Dataset excerpts =
——

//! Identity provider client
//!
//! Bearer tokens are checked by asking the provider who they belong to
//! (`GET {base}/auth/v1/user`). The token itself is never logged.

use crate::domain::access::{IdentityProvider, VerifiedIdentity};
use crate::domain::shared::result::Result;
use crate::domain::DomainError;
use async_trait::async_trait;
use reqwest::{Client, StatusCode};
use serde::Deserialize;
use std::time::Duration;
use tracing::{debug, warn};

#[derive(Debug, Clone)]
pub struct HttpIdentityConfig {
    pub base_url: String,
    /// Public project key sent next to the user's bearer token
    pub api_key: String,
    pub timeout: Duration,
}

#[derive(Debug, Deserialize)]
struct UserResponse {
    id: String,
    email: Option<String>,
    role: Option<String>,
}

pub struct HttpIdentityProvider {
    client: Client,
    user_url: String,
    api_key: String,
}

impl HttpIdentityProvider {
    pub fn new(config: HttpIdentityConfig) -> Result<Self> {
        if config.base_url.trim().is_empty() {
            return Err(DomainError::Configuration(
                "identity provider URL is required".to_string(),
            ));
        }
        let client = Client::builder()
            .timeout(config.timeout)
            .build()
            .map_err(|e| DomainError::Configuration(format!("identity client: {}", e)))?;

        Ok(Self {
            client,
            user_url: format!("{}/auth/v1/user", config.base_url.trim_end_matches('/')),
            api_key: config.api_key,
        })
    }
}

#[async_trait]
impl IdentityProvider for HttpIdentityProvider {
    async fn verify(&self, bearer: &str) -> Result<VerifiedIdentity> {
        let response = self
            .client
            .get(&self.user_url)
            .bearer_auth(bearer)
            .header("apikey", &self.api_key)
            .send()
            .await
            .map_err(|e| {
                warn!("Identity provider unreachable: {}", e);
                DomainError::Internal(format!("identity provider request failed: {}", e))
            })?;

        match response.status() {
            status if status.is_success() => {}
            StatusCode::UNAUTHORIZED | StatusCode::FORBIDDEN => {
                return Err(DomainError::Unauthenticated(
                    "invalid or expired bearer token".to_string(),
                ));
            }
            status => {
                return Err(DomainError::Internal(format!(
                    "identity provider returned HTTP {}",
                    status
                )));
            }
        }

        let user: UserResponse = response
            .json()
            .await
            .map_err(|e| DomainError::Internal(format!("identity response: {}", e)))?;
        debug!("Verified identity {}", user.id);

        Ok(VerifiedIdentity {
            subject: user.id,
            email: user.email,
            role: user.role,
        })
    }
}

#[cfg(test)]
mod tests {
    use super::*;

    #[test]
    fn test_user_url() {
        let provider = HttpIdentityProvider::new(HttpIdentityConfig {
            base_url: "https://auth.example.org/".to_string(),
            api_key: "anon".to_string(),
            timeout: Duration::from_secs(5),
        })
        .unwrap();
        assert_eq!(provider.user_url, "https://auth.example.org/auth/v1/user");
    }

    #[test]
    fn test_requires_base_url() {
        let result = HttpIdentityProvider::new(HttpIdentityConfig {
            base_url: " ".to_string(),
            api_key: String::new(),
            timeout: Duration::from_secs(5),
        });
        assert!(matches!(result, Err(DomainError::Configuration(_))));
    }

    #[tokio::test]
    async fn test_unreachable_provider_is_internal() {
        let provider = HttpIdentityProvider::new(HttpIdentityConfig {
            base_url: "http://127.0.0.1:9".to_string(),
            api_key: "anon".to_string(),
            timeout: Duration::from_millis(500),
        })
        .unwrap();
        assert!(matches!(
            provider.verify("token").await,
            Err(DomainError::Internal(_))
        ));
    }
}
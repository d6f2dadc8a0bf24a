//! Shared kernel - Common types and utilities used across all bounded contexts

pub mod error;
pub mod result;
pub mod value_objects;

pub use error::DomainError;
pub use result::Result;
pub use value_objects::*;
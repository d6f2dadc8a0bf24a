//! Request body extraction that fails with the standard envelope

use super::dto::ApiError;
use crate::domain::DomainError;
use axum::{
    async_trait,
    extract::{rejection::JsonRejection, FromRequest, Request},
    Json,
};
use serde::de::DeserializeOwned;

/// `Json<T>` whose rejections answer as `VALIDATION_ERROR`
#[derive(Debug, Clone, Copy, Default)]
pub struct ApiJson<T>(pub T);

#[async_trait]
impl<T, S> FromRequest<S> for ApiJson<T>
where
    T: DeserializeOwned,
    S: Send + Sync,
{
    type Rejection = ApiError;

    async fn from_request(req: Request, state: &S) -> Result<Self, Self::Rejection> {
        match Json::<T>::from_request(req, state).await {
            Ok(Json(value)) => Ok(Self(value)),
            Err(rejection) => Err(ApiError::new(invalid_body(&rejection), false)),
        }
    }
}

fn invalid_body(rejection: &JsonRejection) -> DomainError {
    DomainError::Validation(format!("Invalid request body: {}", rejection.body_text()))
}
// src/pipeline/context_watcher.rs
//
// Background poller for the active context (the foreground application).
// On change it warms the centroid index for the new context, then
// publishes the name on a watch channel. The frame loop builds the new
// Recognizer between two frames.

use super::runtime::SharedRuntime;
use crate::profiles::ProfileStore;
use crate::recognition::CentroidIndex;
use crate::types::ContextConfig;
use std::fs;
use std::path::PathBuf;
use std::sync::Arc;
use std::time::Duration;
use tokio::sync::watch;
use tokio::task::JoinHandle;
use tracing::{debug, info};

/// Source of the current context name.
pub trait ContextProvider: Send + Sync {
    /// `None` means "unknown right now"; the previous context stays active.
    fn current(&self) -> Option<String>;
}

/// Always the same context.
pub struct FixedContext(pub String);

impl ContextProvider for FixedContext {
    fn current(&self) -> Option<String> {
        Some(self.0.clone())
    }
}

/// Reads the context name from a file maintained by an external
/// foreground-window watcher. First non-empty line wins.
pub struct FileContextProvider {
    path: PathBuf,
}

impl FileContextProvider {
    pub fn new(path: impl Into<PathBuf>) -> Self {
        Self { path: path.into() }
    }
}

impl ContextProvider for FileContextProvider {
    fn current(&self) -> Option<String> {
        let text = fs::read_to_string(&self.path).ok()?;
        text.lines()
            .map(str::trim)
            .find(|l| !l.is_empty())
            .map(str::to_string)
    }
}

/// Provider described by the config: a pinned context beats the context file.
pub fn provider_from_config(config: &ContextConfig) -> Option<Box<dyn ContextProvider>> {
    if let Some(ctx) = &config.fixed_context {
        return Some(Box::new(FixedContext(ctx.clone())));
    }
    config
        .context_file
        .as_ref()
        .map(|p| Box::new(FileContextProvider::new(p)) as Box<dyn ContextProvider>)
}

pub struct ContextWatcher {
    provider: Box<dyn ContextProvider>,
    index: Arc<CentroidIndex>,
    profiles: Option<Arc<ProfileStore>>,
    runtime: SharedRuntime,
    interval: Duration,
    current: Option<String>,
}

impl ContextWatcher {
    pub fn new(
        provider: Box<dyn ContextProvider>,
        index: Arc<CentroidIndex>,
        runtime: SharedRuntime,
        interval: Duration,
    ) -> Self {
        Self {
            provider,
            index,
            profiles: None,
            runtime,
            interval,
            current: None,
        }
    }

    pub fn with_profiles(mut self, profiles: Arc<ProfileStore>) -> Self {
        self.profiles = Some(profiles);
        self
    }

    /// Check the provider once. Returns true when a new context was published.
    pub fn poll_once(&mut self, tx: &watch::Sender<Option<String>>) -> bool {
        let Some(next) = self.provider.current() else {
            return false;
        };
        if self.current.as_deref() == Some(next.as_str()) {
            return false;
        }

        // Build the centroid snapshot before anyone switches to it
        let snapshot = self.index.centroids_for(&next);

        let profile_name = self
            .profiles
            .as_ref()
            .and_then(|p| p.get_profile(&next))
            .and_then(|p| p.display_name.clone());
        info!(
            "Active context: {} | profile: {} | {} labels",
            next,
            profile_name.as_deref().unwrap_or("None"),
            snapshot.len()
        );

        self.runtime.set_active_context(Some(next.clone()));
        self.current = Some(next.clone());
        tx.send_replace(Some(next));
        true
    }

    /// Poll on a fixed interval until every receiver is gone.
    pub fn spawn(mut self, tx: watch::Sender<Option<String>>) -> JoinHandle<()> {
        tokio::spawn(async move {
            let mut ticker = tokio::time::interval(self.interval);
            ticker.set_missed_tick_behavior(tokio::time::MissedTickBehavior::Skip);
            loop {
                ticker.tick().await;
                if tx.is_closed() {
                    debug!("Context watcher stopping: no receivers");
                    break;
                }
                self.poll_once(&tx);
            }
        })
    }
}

——

Some lines of the records may contain the string "format". State how many do, as a number alone.

Exercise response =
6